LOS ANGELES — Foodservice business seems to be inching upward in the Los Angeles area, especially at restaurants that offer reasonably priced meals. But sales still have a ways to go before they return to pre-recession levels.
Verne Lusby, president of Industry-based FreshPoint Southern California, a subsidiary of Houston-based Sysco Corp., is optimistic as restaurateurs start to experience some relief after a “horrible winter on food costs.”
But he’s concerned about the effect of rising fuel costs.
A distributor can only pass so much of a price increase to the restaurant and the consumer, he said. Those price increases made things difficult for the foodservice industry over the winter.
“Hopefully, we’ll see a great summer and continued growth,” he said.
Fuel costs were falling in early June, but skyrocketing costs during the winter and early spring added to the price of transportation and discouraged consumers from leaving home.
Growth of the foodservice category can be affected when a consumer has to make a decision between putting gas in the car and going out to eat, Lusby said.
Nonetheless, business was on the rise at FreshPoint.
“At FreshPoint of Southern California, we continue to grow in spite of the foodservice industry’s slow climb out of the recession — mainly at the expense of some of our competitors,” Lusby said.
The company’s locally grown program was especially strong, especially among colleges, health care and plant feeders, he said.
Chris Martin, president of VIP Marketing and general manager of Value Produce, both in Los Angeles, said he had noticed that restaurants no longer buy more product than they can use.
“People are speculating less. They’re just buying what they need,” he said.
Operators are waiting until they’ve sold what they have before they order more, he said. In the past, they would buy a little extra in advance to be ready for unexpected business.
“People are being more conservative and frugal,” Martin said.
Meantime, he said business was brisk in some areas — such as the West Side of Los Angeles.
“It doesn’t seem like there’s much recession — restaurants are full,” he said, though diners frequently pay with credit cards rather than cash.
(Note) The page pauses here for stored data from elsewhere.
use smallvec::SmallVec;

use crate::{
    foundation::core::Vec2,
    scene::color::ColorDef,
    scene::model::{Scene, Shadow, Theme},
    text::curve::{CharOffset, curve},
};

/// Palette slot a word is painted with when it has no explicit colour.
#[derive(Clone, Copy, Debug, PartialEq, Eq, Hash, serde::Serialize)]
#[serde(rename_all = "snake_case")]
pub enum ColorRole {
    /// The theme's body text colour.
    Text,
    /// The theme's accent colour.
    Accent,
}

impl ColorRole {
    /// Default role of the word at `index`: odd words are accented.
    pub fn for_index(index: usize) -> Self {
        if index % 2 == 1 {
            Self::Accent
        } else {
            Self::Text
        }
    }
}

/// Colour a word is painted with.
#[derive(Clone, Debug, PartialEq, serde::Serialize)]
#[serde(rename_all = "snake_case")]
pub enum WordColor {
    /// Resolved by the renderer from the scene theme.
    Theme {
        /// Scene theme.
        theme: Theme,
        /// Palette slot within the theme.
        role: ColorRole,
    },
    /// Explicit per-word colour.
    Explicit(ColorDef),
}

/// A caption word with every override layered over the group and theme defaults.
#[derive(Clone, Debug, PartialEq, serde::Serialize)]
pub struct ResolvedWord {
    /// Position in the caption.
    pub index: usize,
    /// Word text.
    pub text: String,
    /// Offset in the group's local frame.
    pub offset: Vec2,
    /// Scale relative to the group.
    pub scale: f64,
    /// Rotation in degrees relative to the group.
    pub rotation: f64,
    /// Paint colour.
    pub color: WordColor,
    /// Font family, when overridden.
    pub font: Option<String>,
    /// Shadow: the word's own, else the group's.
    pub shadow: Option<Shadow>,
    /// Curve amount (0 when flat).
    pub curve: f64,
    /// Per-character curve offsets.
    pub chars: SmallVec<[CharOffset; 16]>,
}

/// Resolve every word of a scene's caption.
///
/// Overrides whose index is beyond the word count are ignored here; they stay in the scene.
pub fn resolve_words(scene: &Scene) -> Vec<ResolvedWord> {
    scene
        .words()
        .enumerate()
        .map(|(index, text)| {
            let ov = scene.word_layouts.get(&index);
            let amount = ov.and_then(|o| o.curve).unwrap_or(0.0);
            let color = match ov.and_then(|o| o.color) {
                Some(c) => WordColor::Explicit(c),
                None => WordColor::Theme {
                    theme: scene.theme,
                    role: ColorRole::for_index(index),
                },
            };
            ResolvedWord {
                index,
                text: text.to_owned(),
                offset: ov.map(|o| o.offset()).unwrap_or(Vec2::ZERO),
                scale: ov.and_then(|o| o.scale).unwrap_or(1.0),
                rotation: ov.and_then(|o| o.rotation).unwrap_or(0.0),
                color,
                font: ov.and_then(|o| o.font.clone()),
                shadow: ov
                    .and_then(|o| o.shadow.clone())
                    .or_else(|| scene.group_layout.shadow.clone()),
                curve: amount,
                chars: curve(text, amount),
            }
        })
        .collect()
}

#[cfg(test)]
#[path = "../../tests/unit/text/words.rs"]
mod tests;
VIP Marketing sells mixed berries, asparagus, grapes, stone fruit and mangoes in season, he said.
At Tavilla Sales Co. of Los Angeles, president Bill Vogel said he’d seen a lot of growth in the foodservice sector, especially in the salad category and in cut fruit for school lunches.
One item that seems to be catching on in foodservice is jalapeño-shaped finger limes, he said.
White-tablecloth restaurants and upscale steakhouses “may have been nicked a little bit” during the recession, said Jeff Weisfeld, owner-president of Commerce-based Fruit Distributing Corp. of California.
But some relatively inexpensive alternatives offer “gourmet-type food” at a reasonable price, he said.
Chains that have a reasonable price point, such as McDonald’s and Chipotle Grill, “seem to be thriving,” he said.
Even where business is up and demand is on the rise, the foodservice category can be difficult for organic distributors to penetrate, said Rick Lejeune, chief executive officer of Heath & Lejeune Inc.
That’s because organics is labor intensive and requires a high degree of service.
“We’re branching into that in a small way,” he said, by servicing small restaurants and caterers and selling to suppliers who supply large institutional accounts.